Processes/Workflows

This module provides common processes/workflows when using the BioMedQuery utilities. For instance, searching PubMed, requires calling the NCBI e-utils in a particular order. After the search, the results are often saved to the database. This module contains pre-assembled functions performing all necessary steps. To see sample scripts that use this processes, refer to the following section

##Import

using BioMedQuery.Processes

Index

Functions

export_citation(pmid::Int64, citation_type, output_file,verbose)

Export, to an output file, the citation for PubMed article identified by the given pmid

Arguments

  • citation_type::String: At the moment supported types include: "endnote", "bibtex"
source
export_citation(pmids::Vector{Int64}, citation_type, output_file,verbose)

Export, to an output file, the citation for collection of PubMed articles identified by the given pmids

Arguments

  • citation_type::String: At the moment supported types include: "endnote", "bibtex"
source
load_medline(db_con, output_dir; start_file=1, end_file=972, year=2019, test=false)

Given a MySQL connection and optionally the start and end files, fetches the medline files, parses the xml, and loads into a MySQL DB (assumes tables already exist). The raw (xml.gz) and parsed (csv) files will be stored in the output_dir.

Arguments

  • db_con : A MySQL Connection to a db (tables must already be created - see PubMed.create_tables!)
  • output_dir : root directory where the raw and parsed files should be stored
  • start_file : which medline file should the loading start at
  • end_file : which medline file should the loading end at (default is last file in 2018 baseline)
  • year : which year medline is (current is 2018)
  • test : if true, a sample file will be downloaded, parsed, and loaded instead of the baseline files
source
map_mesh_to_umls_async!(db, c::Credentials; timeout, append_results, verbose)

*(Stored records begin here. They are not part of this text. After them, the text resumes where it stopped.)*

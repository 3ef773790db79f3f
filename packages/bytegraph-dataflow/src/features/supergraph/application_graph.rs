/*
 * Application Graph Interface
 *
 * The engine's read-only view of the program under analysis: per-method
 * entry/exit statements, per-statement successors and resolved callees,
 * and the instruction behavior flow functions need. Implementations may
 * materialize CFGs lazily; the engine treats every observation as pure.
 *
 * A call statement is one whose callee list is non-empty; a call whose
 * targets were not resolved (yet) degrades to an intraprocedural step.
 * Exit statements are recognized by membership in `exit_points`, never
 * by the absence of successors: exceptional flow can give an exit
 * statement successors of its own.
 */

use crate::features::facts::AccessPath;
use crate::shared::{MethodId, StatementId};
use serde::{Deserialize, Serialize};

/// Invocation shape at a call statement.
#[derive(Debug, Clone, PartialEq, Eq, Serialize, Deserialize)]
pub struct CallSite {
    /// Signature of the invoked target, `com.example.Cls#name`.
    pub signature: String,

    /// Receiver path for instance calls.
    pub receiver: Option<AccessPath>,

    /// Actual argument paths, in position order.
    pub args: Vec<AccessPath>,

    /// Path assigned the call result, when the value is used.
    pub result: Option<AccessPath>,
}

/// Instruction behavior visible to flow functions.
#[derive(Debug, Clone, PartialEq, Eq, Serialize, Deserialize)]
pub enum InstructionKind {
    /// `lhs = rhs` (copy between locations).
    Assign { lhs: AccessPath, rhs: AccessPath },

    /// `lhs = <constant>` (overwrites with an unmarked value).
    Const { lhs: AccessPath },

    /// Method invocation.
    Call(CallSite),

    /// `return value` (value absent for void returns).
    Return { value: Option<AccessPath> },

    /// No dataflow effect.
    Nop,
}

/// Read-only observations over the program under analysis.
pub trait ApplicationGraph: Send + Sync {
    /// Every method, in id order.
    fn methods(&self) -> Vec<MethodId>;

    /// Qualified signature of a method, `com.example.Cls#name`.
    fn method_signature(&self, method: MethodId) -> String;

    /// Statements a method starts at.
    fn entry_points(&self, method: MethodId) -> Vec<StatementId>;

    /// Statements a method exits from.
    fn exit_points(&self, method: MethodId) -> Vec<StatementId>;

    /// All statements of a method.
    fn statements(&self, method: MethodId) -> Vec<StatementId>;

    /// Control-flow successors of a statement.
    fn successors(&self, stmt: StatementId) -> Vec<StatementId>;

    /// Resolved call targets of a statement; empty for non-calls and for
    /// unresolved calls.
    fn callees(&self, stmt: StatementId) -> Vec<MethodId>;

    /// Enclosing method of a statement.
    fn method_of(&self, stmt: StatementId) -> MethodId;

    /// Instruction behavior of a statement.
    fn instruction(&self, stmt: StatementId) -> InstructionKind;

    /// Whether a statement is one of its method's exits.
    fn is_exit(&self, stmt: StatementId) -> bool {
        self.exit_points(self.method_of(stmt)).contains(&stmt)
    }

    /// Whether a statement is one of its method's entries.
    fn is_entry(&self, stmt: StatementId) -> bool {
        self.entry_points(self.method_of(stmt)).contains(&stmt)
    }
}

/// Class part of a qualified signature (`com.example.Cls#name`).
pub fn class_of(signature: &str) -> &str {
    signature.split('#').next().unwrap_or(signature)
}

/// Package part of a qualified signature; empty for the default package.
pub fn package_of(signature: &str) -> &str {
    let class = class_of(signature);
    match class.rfind('.') {
        Some(idx) => &class[..idx],
        None => "",
    }
}
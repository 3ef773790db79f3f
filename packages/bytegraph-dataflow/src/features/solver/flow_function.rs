/*
 * Flow Functions
 *
 * A flow function maps one input fact to a set of output facts across a
 * single CFG edge or call transition. Required properties: deterministic
 * and idempotent on the same input, monotone over the input set, and
 * `Zero` always propagates to at least `{Zero}`.
 */

use crate::features::facts::Fact;
use std::collections::HashSet;

/// D -> 2^D over a single transition.
pub trait FlowFunction: Send + Sync {
    /// Compute output facts given one input fact.
    fn compute(&self, input: &Fact) -> HashSet<Fact>;

    /// Whether this flow function is identity (f(d) = {d}).
    fn is_identity(&self) -> bool {
        false
    }
}

/// Identity flow function: f(d) = {d}.
pub struct IdentityFlow;

impl FlowFunction for IdentityFlow {
    fn compute(&self, input: &Fact) -> HashSet<Fact> {
        HashSet::from([input.clone()])
    }

    fn is_identity(&self) -> bool {
        true
    }
}

/// Kill flow function: f(d) = {} for non-zero d; Zero survives.
pub struct KillFlow;

impl FlowFunction for KillFlow {
    fn compute(&self, input: &Fact) -> HashSet<Fact> {
        if input.is_zero() {
            HashSet::from([Fact::Zero])
        } else {
            HashSet::new()
        }
    }
}

/// Gen flow function: f(d) = {d} ∪ {gen_fact}.
pub struct GenFlow {
    pub gen_fact: Fact,
}

impl FlowFunction for GenFlow {
    fn compute(&self, input: &Fact) -> HashSet<Fact> {
        HashSet::from([input.clone(), self.gen_fact.clone()])
    }
}

#[cfg(test)]
mod tests {
    use super::*;
    use crate::features::facts::{AccessPath, Mark};

    #[test]
    fn test_identity_flow() {
        let fact = Fact::tainted(AccessPath::local("x"), Mark::taint());
        let out = IdentityFlow.compute(&fact);
        assert_eq!(out, HashSet::from([fact]));
        assert!(IdentityFlow.is_identity());
    }

    #[test]
    fn test_kill_flow_preserves_zero() {
        let fact = Fact::tainted(AccessPath::local("x"), Mark::taint());
        assert!(KillFlow.compute(&fact).is_empty());
        assert_eq!(KillFlow.compute(&Fact::Zero), HashSet::from([Fact::Zero]));
    }

    #[test]
    fn test_gen_flow() {
        let gen = Fact::tainted(AccessPath::local("y"), Mark::taint());
        let flow = GenFlow {
            gen_fact: gen.clone(),
        };
        let out = flow.compute(&Fact::Zero);
        assert_eq!(out.len(), 2);
        assert!(out.contains(&Fact::Zero));
        assert!(out.contains(&gen));
    }
}
/*
 * Reversed Graph View
 *
 * The same interface with predecessor/successor roles swapped, used by
 * backward solvers. Entry points become exit points and vice versa;
 * predecessor lists are materialized once at construction since the
 * underlying graph only exposes forward successors.
 */

use super::application_graph::{ApplicationGraph, InstructionKind};
use crate::shared::{MethodId, StatementId};
use rustc_hash::FxHashMap;
use std::sync::Arc;

/// Backward view over an application graph.
pub struct ReversedGraph {
    inner: Arc<dyn ApplicationGraph>,
    predecessors: FxHashMap<StatementId, Vec<StatementId>>,
}

impl ReversedGraph {
    pub fn new(inner: Arc<dyn ApplicationGraph>) -> Self {
        let mut predecessors: FxHashMap<StatementId, Vec<StatementId>> = FxHashMap::default();
        for method in inner.methods() {
            for stmt in inner.statements(method) {
                for succ in inner.successors(stmt) {
                    predecessors.entry(succ).or_default().push(stmt);
                }
            }
        }
        Self {
            inner,
            predecessors,
        }
    }
}

impl ApplicationGraph for ReversedGraph {
    fn methods(&self) -> Vec<MethodId> {
        self.inner.methods()
    }

    fn method_signature(&self, method: MethodId) -> String {
        self.inner.method_signature(method)
    }

    fn entry_points(&self, method: MethodId) -> Vec<StatementId> {
        self.inner.exit_points(method)
    }

    fn exit_points(&self, method: MethodId) -> Vec<StatementId> {
        self.inner.entry_points(method)
    }

    fn statements(&self, method: MethodId) -> Vec<StatementId> {
        self.inner.statements(method)
    }

    fn successors(&self, stmt: StatementId) -> Vec<StatementId> {
        self.predecessors.get(&stmt).cloned().unwrap_or_default()
    }

    fn callees(&self, stmt: StatementId) -> Vec<MethodId> {
        self.inner.callees(stmt)
    }

    fn method_of(&self, stmt: StatementId) -> MethodId {
        self.inner.method_of(stmt)
    }

    fn instruction(&self, stmt: StatementId) -> InstructionKind {
        self.inner.instruction(stmt)
    }
}
/*
 * Flow-Function Space
 *
 * The four flow-function families of an IFDS problem plus the start-fact
 * oracle. The solver asks the space for a flow function per transition
 * and applies it fact by fact:
 *
 *   start(stmt)                      facts holding at a method entry
 *   sequent(curr, next)              non-call intraprocedural transfer
 *   call_to_start(call, callee)     actuals substituted into formals
 *   call_to_return(call, ret)       facts bypassing the callee
 *   exit_to_return(call, ret, exit) callee exit facts back into the caller
 *
 * `start` must contain Zero; every family must propagate Zero to at
 * least {Zero}.
 */

use super::flow_function::{FlowFunction, IdentityFlow};
use crate::features::facts::Fact;
use crate::shared::{MethodId, StatementId};
use std::collections::HashSet;

/// The flow functions of one analysis.
pub trait FlowFunctionSpace: Send + Sync {
    /// Facts that may hold at a method entry; must contain `Zero`.
    fn start_facts(&self, method: MethodId, stmt: StatementId) -> HashSet<Fact> {
        let _ = (method, stmt);
        HashSet::from([Fact::Zero])
    }

    /// Transfer across a single non-call CFG edge.
    fn sequent(&self, curr: StatementId, next: StatementId) -> Box<dyn FlowFunction>;

    /// Translate caller facts into callee start facts.
    fn call_to_start(&self, call: StatementId, callee: MethodId) -> Box<dyn FlowFunction>;

    /// Facts that bypass the callee.
    fn call_to_return(&self, call: StatementId, ret: StatementId) -> Box<dyn FlowFunction>;

    /// Translate callee exit facts back into caller vertices.
    fn exit_to_return(
        &self,
        call: StatementId,
        ret: StatementId,
        exit: StatementId,
    ) -> Box<dyn FlowFunction>;
}

/// Space where every family is identity. Propagates reachability of the
/// seeded facts and nothing else; used by the tautology analyzer and as
/// the backward default.
pub struct IdentityFlowSpace;

impl FlowFunctionSpace for IdentityFlowSpace {
    fn sequent(&self, _curr: StatementId, _next: StatementId) -> Box<dyn FlowFunction> {
        Box::new(IdentityFlow)
    }

    fn call_to_start(&self, _call: StatementId, _callee: MethodId) -> Box<dyn FlowFunction> {
        Box::new(IdentityFlow)
    }

    fn call_to_return(&self, _call: StatementId, _ret: StatementId) -> Box<dyn FlowFunction> {
        Box::new(IdentityFlow)
    }

    fn exit_to_return(
        &self,
        _call: StatementId,
        _ret: StatementId,
        _exit: StatementId,
    ) -> Box<dyn FlowFunction> {
        Box::new(IdentityFlow)
    }
}
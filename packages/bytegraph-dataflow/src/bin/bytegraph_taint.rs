/*
 * Taint Analysis CLI
 *
 * Usage:
 *   bytegraph-taint -a rules.json -s com.example -l program.json
 *   bytegraph-taint -a rules.json -s "com.a;com.b" -o report.sarif
 *
 * The analysis configuration (-a) is appended onto the embedded default
 * rule set. Start methods are selected by semicolon-separated class-name
 * prefixes (-s). With a database location (-l) the program snapshot is
 * loaded from disk; without one the analysis runs over an empty
 * in-memory program and exits cleanly with zero findings.
 */

use bytegraph_dataflow::features::taint::TaintRules;
use bytegraph_dataflow::{
    build_report, write_report, AnalysisOptions, Analyzer, Outcome, Program, TaintAnalyzer,
    TaintConfig, UnitManager, UnitResolver,
};
use clap::Parser;
use std::path::PathBuf;
use std::process::ExitCode;
use std::sync::Arc;
use std::time::Duration;
use tracing::{error, info};
use tracing_subscriber::EnvFilter;

#[derive(Debug, Parser)]
#[command(
    name = "bytegraph-taint",
    version,
    about = "Interprocedural taint analysis over JVM bytecode graphs"
)]
struct Args {
    /// Analysis configuration (JSON rules, appended to the defaults).
    #[arg(short = 'a', long = "analysisConf", value_name = "FILE")]
    analysis_conf: PathBuf,

    /// Database location; state persists there. In-memory when absent.
    #[arg(short = 'l', long = "dbLocation", value_name = "PATH")]
    db_location: Option<PathBuf>,

    /// Semicolon-separated class-name prefixes selecting start methods.
    #[arg(short = 's', long = "start", value_delimiter = ';', required = true)]
    start: Vec<String>,

    /// Report file; a .sarif extension selects SARIF output.
    #[arg(short = 'o', long = "output", default_value = "report.json")]
    output: PathBuf,

    /// Class path used for resolution. Defaults to $CLASSPATH.
    #[arg(long = "classpath", alias = "cp", value_name = "PATHS")]
    classpath: Option<String>,

    /// Unit partitioning strategy.
    #[arg(long = "units", value_enum, default_value_t = UnitResolver::Singleton)]
    units: UnitResolver,

    /// Analysis deadline in seconds.
    #[arg(long = "timeout", default_value_t = 100)]
    timeout_secs: u64,
}

#[tokio::main]
async fn main() -> ExitCode {
    tracing_subscriber::fmt()
        .with_env_filter(EnvFilter::from_default_env())
        .init();

    let args = Args::parse();
    match run(args).await {
        Ok(outcome) => match outcome {
            Outcome::Complete | Outcome::Partial => ExitCode::SUCCESS,
            Outcome::Aborted => ExitCode::FAILURE,
        },
        Err(e) => {
            error!(error = %e, "analysis failed");
            ExitCode::FAILURE
        }
    }
}

async fn run(args: Args) -> bytegraph_dataflow::Result<Outcome> {
    let user_rules = TaintRules::load(&args.analysis_conf)?;
    let config = Arc::new(TaintConfig::with_user_rules(user_rules));
    let (sources, sinks, pass_through, sanitizers) = config.rule_counts();
    info!(sources, sinks, pass_through, sanitizers, "taint rules loaded");

    let classpath = args
        .classpath
        .or_else(|| std::env::var("CLASSPATH").ok())
        .unwrap_or_default();
    if !classpath.is_empty() {
        info!(%classpath, "resolving against class path");
    }

    let program = match &args.db_location {
        Some(path) => {
            let json = std::fs::read_to_string(path)?;
            Program::from_json(&json)?
        }
        None => Program::default(),
    };
    info!(
        methods = program.method_count(),
        statements = program.statement_count(),
        "program loaded"
    );

    let start_methods = program.methods_matching_class_prefixes(&args.start);
    if start_methods.is_empty() {
        info!("no start methods matched, emitting empty report");
    }

    let graph: Arc<Program> = Arc::new(program);
    let analyzer = Arc::new(TaintAnalyzer::new(graph.clone(), config));
    let options = AnalysisOptions {
        resolver: args.units,
        deadline: Duration::from_secs(args.timeout_secs),
        ..AnalysisOptions::default()
    };
    let manager = UnitManager::new(graph.clone(), options);
    let result = manager.run(analyzer.clone(), start_methods).await?;

    if analyzer.truncation_count() > 0 {
        info!(
            truncated = analyzer.truncation_count(),
            "access paths were cut to the depth bound"
        );
    }

    let report = build_report(analyzer.id(), &result, graph.as_ref());
    write_report(&report, &args.output)?;
    Ok(result.outcome)
}
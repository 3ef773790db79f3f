//! Shared fixtures for the end-to-end tests.

use bytegraph_dataflow::features::taint::config::{
    SanitizerRule, SinkRule, SourceRule, TaintRules,
};
use bytegraph_dataflow::TaintConfig;
use std::sync::Arc;

pub fn source_rule(matcher: &str) -> SourceRule {
    SourceRule {
        method_matcher: matcher.to_string(),
        position_matcher: "return".to_string(),
        mark: "TAINT".to_string(),
    }
}

pub fn arg_source_rule(matcher: &str, position: &str) -> SourceRule {
    SourceRule {
        method_matcher: matcher.to_string(),
        position_matcher: position.to_string(),
        mark: "TAINT".to_string(),
    }
}

pub fn sink_rule(matcher: &str) -> SinkRule {
    SinkRule {
        method_matcher: matcher.to_string(),
        position_matcher: "arg0".to_string(),
        mark: "TAINT".to_string(),
        cwe: Some("CWE-89".to_string()),
    }
}

pub fn sanitizer_rule(matcher: &str) -> SanitizerRule {
    SanitizerRule {
        method_matcher: matcher.to_string(),
        position_matcher: "return".to_string(),
        mark: "TAINT".to_string(),
    }
}

/// Hermetic config: only the given rules, no embedded defaults.
pub fn config_of(rules: TaintRules) -> Arc<TaintConfig> {
    Arc::new(TaintConfig::from_layers(rules, None))
}
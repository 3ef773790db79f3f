//! Summary store and event bus shared across unit runners.

pub mod events;
pub mod store;

pub use events::AnalysisEvent;
pub use store::{event_channel, EventMailbox, EventSink, SummaryStore, DEFAULT_REPLAY_CAPACITY};
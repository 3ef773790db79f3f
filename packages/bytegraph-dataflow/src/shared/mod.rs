//! Shared models used across features.

pub mod models;

pub use models::{MethodId, StatementId};
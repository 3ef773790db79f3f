/*
 * Taint Analyzer
 *
 * The analysis plugin instantiating the solver for mark-carrying access
 * paths. Sinks are detected per newly added edge: a call whose matched
 * sink position is covered by the edge's fact (either direction of the
 * prefix relation, so whole-object taint reaches field sinks and field
 * taint reaches object sinks) reports a vulnerability with the matched
 * rule's CWE and matcher as provenance.
 */

use super::config::{Position, TaintConfig};
use super::flows::TaintFlowSpace;
use crate::features::facts::{Fact, Mark};
use crate::features::solver::analyzer::{Analyzer, SummaryFact};
use crate::features::solver::edge::{Edge, Vulnerability};
use crate::features::solver::space::FlowFunctionSpace;
use crate::features::supergraph::{ApplicationGraph, InstructionKind};
use std::sync::Arc;

/// Forward taint analysis.
pub struct TaintAnalyzer {
    graph: Arc<dyn ApplicationGraph>,
    config: Arc<TaintConfig>,
    space: Arc<TaintFlowSpace>,
    id: String,
}

impl TaintAnalyzer {
    pub fn new(graph: Arc<dyn ApplicationGraph>, config: Arc<TaintConfig>) -> Self {
        let space = Arc::new(TaintFlowSpace::new(graph.clone(), config.clone()));
        Self {
            graph,
            config,
            space,
            id: "taint".to_string(),
        }
    }

    pub fn with_max_depth(
        graph: Arc<dyn ApplicationGraph>,
        config: Arc<TaintConfig>,
        max_depth: usize,
    ) -> Self {
        let space = Arc::new(TaintFlowSpace::with_max_depth(
            graph.clone(),
            config.clone(),
            max_depth,
        ));
        Self {
            graph,
            config,
            space,
            id: "taint".to_string(),
        }
    }

    /// Access paths truncated to the depth bound so far.
    pub fn truncation_count(&self) -> usize {
        self.space.truncation_count()
    }
}

impl Analyzer for TaintAnalyzer {
    fn id(&self) -> &str {
        &self.id
    }

    fn flow_space(&self) -> Arc<dyn FlowFunctionSpace> {
        self.space.clone()
    }

    fn summary_facts(&self, edge: &Edge) -> Vec<SummaryFact> {
        let stmt = edge.to.stmt;
        let InstructionKind::Call(call) = self.graph.instruction(stmt) else {
            return Vec::new();
        };
        let Fact::Tainted { path, marks } = &edge.to.fact else {
            return Vec::new();
        };

        let mut out = Vec::new();
        for rule in self.config.sinks_for(&call.signature) {
            let Some(position) = Position::parse(&rule.position_matcher) else {
                continue;
            };
            let Some(sink_path) = position.resolve(&call) else {
                continue;
            };
            let mark = Mark::new(rule.mark.clone());
            if !marks.contains(&mark) {
                continue;
            }
            if path.starts_with(&sink_path) || sink_path.starts_with(path) {
                out.push(SummaryFact::Vulnerability(Vulnerability {
                    method: self.graph.method_of(stmt),
                    sink: edge.to.clone(),
                    rule: self.id.clone(),
                    cwe: rule.cwe.clone(),
                    config_rule: Some(rule.method_matcher.clone()),
                }));
            }
        }
        out
    }
}

/// Backward taint analysis over the reversed graph. Summary publication
/// and cross-unit propagation stay off: the bidirectional runner feeds
/// its summaries straight to the forward sibling.
pub struct BackwardTaintAnalyzer {
    space: Arc<TaintFlowSpace>,
    id: String,
}

impl BackwardTaintAnalyzer {
    pub fn new(reversed_graph: Arc<dyn ApplicationGraph>, config: Arc<TaintConfig>) -> Self {
        let space = Arc::new(TaintFlowSpace::new(reversed_graph, config));
        Self {
            space,
            id: "taint-backward".to_string(),
        }
    }
}

impl Analyzer for BackwardTaintAnalyzer {
    fn id(&self) -> &str {
        &self.id
    }

    fn flow_space(&self) -> Arc<dyn FlowFunctionSpace> {
        self.space.clone()
    }

    fn save_summary_and_cross_unit(&self) -> bool {
        false
    }
}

Build (using async UMLS-API calls) and store in the given database a map from MESH descriptors to UMLS Semantic Concepts. For large queies this function will be faster than it's synchrounous counterpart

Arguments

  • db: Database. Must contain TABLE:mesh_descriptor. For each of the descriptors in that table, search and insert the associated semantic concepts into a new (cleared) TABLE:mesh2umls
  • user : UMLS username
  • psswd : UMLS Password
  • append_results::Bool : If false a NEW and EMPTY mesh2umls database table in creted
  • batch_size: Number of
source
map_mesh_to_umls_async(mesh_df, user, psswd; timeout, append_results, verbose)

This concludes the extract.